──────── Data supplied

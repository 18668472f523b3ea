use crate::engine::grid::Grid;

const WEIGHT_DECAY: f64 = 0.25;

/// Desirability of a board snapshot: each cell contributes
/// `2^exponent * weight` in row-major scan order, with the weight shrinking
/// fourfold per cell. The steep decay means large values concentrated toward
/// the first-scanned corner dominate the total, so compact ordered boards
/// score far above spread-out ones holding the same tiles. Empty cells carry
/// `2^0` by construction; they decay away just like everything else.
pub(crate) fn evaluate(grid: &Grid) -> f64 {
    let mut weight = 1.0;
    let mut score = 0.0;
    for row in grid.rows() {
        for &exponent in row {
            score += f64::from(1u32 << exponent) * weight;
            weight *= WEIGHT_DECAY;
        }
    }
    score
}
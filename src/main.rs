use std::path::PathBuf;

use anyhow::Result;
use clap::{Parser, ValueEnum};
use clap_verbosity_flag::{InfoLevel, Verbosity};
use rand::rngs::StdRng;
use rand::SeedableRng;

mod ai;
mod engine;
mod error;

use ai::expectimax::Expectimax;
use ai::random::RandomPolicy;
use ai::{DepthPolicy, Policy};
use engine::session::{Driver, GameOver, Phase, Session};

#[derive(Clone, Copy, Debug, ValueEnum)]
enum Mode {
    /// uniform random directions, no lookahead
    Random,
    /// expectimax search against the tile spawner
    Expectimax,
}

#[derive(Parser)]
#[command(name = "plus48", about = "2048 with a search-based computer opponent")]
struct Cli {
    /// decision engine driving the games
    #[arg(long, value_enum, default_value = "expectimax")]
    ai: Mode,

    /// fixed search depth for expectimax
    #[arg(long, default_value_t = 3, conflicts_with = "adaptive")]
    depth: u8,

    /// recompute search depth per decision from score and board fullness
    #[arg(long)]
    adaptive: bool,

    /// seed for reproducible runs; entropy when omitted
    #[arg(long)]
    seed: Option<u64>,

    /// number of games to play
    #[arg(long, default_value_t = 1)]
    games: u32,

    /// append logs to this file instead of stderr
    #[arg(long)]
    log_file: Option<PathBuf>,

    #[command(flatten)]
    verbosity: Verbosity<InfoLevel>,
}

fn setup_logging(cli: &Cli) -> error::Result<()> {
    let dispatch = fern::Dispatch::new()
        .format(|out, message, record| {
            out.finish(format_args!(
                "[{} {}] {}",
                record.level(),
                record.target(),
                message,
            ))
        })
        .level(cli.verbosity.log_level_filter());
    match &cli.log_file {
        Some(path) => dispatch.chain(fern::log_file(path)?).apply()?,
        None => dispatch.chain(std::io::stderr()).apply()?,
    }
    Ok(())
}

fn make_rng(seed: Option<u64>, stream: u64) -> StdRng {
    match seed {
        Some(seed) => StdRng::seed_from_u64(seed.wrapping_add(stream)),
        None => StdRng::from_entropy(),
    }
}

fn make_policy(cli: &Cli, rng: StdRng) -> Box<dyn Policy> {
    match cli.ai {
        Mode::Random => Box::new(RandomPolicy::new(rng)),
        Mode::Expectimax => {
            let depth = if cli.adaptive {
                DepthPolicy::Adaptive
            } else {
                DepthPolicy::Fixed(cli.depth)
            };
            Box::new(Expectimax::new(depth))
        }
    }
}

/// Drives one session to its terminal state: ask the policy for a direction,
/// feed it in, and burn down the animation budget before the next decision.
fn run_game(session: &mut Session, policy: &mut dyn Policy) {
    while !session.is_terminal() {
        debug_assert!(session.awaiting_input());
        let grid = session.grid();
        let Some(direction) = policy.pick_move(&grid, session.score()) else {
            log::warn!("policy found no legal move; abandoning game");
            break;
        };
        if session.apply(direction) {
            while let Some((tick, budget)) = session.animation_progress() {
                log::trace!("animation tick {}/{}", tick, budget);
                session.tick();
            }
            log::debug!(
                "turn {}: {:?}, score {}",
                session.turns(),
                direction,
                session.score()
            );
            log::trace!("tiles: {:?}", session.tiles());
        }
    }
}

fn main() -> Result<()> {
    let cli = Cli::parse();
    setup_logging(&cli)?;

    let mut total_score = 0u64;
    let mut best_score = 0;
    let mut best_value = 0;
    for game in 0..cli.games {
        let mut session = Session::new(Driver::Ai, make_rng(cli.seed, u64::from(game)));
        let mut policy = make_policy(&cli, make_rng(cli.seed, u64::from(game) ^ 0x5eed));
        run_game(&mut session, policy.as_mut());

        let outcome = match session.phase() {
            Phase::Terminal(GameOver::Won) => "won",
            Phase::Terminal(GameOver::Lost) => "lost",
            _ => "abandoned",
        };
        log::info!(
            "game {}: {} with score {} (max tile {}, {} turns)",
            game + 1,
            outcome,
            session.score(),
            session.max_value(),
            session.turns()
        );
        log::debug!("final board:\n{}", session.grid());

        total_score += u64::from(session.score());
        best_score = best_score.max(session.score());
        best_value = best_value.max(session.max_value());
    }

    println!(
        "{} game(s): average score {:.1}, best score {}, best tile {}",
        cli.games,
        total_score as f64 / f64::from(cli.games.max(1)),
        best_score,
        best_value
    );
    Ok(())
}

────────────────
──────── Data supplied

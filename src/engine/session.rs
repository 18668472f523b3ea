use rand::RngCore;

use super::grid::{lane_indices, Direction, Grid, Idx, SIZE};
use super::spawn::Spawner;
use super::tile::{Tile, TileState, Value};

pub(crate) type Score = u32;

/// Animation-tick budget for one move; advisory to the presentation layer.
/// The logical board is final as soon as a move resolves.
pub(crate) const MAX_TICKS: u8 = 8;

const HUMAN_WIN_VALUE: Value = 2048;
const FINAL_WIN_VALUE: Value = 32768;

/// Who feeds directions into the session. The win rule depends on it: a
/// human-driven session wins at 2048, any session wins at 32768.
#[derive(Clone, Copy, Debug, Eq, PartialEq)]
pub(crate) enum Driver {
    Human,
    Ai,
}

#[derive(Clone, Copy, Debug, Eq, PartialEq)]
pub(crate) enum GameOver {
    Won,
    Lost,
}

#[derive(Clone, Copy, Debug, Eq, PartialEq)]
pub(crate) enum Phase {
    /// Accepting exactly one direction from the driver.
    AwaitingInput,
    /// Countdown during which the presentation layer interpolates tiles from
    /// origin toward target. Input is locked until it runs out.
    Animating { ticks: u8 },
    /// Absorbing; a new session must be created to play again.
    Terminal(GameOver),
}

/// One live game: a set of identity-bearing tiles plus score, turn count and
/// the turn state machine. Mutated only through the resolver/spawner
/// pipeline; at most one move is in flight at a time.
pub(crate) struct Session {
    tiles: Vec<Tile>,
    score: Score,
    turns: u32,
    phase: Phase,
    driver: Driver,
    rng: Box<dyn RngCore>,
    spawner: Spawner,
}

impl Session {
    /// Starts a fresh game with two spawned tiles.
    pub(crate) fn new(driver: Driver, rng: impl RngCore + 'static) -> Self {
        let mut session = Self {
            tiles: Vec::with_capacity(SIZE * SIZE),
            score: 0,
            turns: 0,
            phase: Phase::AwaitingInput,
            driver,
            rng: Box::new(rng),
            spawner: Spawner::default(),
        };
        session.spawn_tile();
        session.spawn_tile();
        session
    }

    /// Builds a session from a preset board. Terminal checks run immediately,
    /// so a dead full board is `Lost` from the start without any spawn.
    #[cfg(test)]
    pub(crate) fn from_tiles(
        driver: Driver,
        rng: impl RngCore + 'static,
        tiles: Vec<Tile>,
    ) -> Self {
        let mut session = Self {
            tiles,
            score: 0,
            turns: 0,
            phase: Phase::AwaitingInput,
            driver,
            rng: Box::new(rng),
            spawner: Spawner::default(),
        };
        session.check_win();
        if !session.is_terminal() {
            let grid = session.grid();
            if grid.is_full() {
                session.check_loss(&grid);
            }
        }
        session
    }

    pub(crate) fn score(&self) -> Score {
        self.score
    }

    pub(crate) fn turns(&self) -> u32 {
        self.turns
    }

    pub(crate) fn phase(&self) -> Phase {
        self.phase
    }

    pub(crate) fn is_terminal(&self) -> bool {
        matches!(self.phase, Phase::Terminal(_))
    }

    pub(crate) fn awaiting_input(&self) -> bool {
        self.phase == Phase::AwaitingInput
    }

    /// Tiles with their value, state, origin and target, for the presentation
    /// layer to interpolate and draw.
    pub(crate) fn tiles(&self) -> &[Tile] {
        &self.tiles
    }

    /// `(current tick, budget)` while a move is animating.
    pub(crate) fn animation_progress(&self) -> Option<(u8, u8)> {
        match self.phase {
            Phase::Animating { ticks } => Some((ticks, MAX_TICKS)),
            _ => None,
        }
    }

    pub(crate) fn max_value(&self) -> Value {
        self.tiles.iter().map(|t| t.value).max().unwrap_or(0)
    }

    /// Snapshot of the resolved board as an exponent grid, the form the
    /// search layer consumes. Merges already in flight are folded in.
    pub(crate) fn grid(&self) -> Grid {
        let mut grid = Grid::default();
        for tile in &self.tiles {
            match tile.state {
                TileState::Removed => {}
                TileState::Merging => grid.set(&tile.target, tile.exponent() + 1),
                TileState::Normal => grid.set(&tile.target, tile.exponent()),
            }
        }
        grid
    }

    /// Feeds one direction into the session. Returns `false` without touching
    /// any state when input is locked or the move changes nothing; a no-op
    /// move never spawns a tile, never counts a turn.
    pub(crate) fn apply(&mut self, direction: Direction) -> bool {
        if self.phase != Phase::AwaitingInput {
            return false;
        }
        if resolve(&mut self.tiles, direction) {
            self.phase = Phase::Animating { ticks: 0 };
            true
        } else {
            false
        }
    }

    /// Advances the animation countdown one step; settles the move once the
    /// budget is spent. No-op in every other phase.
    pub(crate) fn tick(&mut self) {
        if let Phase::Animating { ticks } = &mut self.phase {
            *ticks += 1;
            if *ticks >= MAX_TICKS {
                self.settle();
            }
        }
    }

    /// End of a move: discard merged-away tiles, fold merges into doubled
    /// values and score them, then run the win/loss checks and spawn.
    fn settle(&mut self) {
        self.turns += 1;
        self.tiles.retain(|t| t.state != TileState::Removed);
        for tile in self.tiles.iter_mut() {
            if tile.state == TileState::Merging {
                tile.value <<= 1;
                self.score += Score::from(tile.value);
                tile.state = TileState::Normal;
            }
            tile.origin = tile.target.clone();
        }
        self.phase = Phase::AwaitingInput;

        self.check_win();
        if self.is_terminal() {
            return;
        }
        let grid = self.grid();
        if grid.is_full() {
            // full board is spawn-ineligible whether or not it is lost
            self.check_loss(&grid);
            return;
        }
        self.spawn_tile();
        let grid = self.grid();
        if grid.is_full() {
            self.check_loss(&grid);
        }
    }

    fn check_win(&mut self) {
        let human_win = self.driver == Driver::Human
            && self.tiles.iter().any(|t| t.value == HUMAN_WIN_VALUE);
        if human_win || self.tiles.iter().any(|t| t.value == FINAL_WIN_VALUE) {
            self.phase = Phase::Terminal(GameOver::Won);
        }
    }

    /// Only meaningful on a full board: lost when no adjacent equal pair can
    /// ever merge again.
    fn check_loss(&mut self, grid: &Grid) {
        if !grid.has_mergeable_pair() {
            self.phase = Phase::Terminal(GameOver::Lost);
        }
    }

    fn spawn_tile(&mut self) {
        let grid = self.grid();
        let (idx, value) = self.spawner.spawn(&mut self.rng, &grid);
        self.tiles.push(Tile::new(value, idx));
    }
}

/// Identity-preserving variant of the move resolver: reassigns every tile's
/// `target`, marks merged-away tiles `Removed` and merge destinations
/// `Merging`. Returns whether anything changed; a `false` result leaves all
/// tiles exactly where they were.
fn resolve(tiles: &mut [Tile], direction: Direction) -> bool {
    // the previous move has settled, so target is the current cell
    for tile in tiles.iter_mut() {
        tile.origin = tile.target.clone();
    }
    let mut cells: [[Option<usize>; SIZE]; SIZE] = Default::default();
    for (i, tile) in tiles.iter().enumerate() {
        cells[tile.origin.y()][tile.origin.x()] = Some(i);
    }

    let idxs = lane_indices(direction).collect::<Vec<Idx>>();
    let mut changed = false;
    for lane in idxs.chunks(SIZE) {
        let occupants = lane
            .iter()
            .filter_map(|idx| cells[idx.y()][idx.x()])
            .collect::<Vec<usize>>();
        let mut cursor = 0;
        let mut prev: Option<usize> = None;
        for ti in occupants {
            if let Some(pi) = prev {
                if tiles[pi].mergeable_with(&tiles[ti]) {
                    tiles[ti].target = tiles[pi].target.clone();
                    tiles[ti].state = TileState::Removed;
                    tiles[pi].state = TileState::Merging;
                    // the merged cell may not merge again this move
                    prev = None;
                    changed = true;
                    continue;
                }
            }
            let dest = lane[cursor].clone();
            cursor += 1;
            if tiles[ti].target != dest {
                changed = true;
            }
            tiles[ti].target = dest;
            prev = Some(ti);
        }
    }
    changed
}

────────────────
──────── Data supplied

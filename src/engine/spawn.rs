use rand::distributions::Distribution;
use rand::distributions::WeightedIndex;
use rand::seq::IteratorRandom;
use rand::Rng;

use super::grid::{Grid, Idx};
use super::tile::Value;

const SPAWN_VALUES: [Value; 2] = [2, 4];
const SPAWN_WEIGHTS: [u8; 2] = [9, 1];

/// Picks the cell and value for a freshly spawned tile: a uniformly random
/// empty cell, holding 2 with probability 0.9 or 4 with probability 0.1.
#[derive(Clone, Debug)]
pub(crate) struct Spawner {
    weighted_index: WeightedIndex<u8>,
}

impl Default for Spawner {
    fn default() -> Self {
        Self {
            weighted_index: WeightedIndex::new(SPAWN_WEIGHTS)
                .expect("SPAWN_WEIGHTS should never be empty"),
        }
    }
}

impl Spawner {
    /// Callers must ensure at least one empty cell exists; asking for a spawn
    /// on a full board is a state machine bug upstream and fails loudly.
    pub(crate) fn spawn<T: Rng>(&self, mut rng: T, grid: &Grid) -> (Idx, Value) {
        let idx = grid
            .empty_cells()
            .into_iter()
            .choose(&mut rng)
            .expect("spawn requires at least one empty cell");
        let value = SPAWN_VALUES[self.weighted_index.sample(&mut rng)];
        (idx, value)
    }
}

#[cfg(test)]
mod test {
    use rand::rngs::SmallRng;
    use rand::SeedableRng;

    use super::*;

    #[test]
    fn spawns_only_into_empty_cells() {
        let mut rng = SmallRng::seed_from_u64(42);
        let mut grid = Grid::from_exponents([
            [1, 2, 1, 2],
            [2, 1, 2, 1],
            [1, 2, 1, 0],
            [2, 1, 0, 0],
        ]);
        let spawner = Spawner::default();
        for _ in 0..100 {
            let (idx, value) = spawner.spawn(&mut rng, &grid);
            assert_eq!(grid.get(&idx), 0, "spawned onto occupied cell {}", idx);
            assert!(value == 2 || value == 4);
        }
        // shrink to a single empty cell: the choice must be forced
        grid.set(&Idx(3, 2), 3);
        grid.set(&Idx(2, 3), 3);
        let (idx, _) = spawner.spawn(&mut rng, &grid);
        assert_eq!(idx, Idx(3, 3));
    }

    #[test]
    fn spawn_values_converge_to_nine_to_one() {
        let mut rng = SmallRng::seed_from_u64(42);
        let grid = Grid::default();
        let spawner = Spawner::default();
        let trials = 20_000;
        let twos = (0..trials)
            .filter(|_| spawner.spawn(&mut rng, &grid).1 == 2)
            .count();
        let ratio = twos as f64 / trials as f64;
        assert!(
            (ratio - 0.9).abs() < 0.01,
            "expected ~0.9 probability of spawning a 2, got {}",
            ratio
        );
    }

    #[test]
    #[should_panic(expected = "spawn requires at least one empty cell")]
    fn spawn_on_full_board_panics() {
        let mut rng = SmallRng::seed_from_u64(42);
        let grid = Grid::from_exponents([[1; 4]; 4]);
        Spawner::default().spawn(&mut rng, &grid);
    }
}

────────────────

§ Activity:
Copy out each line in the preceding records that contains "Some".

§ Solution to this task:
        Some(path) => dispatch.chain(fern::log_file(path)?).apply()?,
        Some(seed) => StdRng::seed_from_u64(seed.wrapping_add(stream)),
        let Some(direction) = policy.pick_move(&grid, session.score()) else {
            while let Some((tick, budget)) = session.animation_progress() {
            Phase::Animating { ticks } => Some((ticks, MAX_TICKS)),
        cells[tile.origin.y()][tile.origin.x()] = Some(i);
            if let Some(pi) = prev {
            prev = Some(ti);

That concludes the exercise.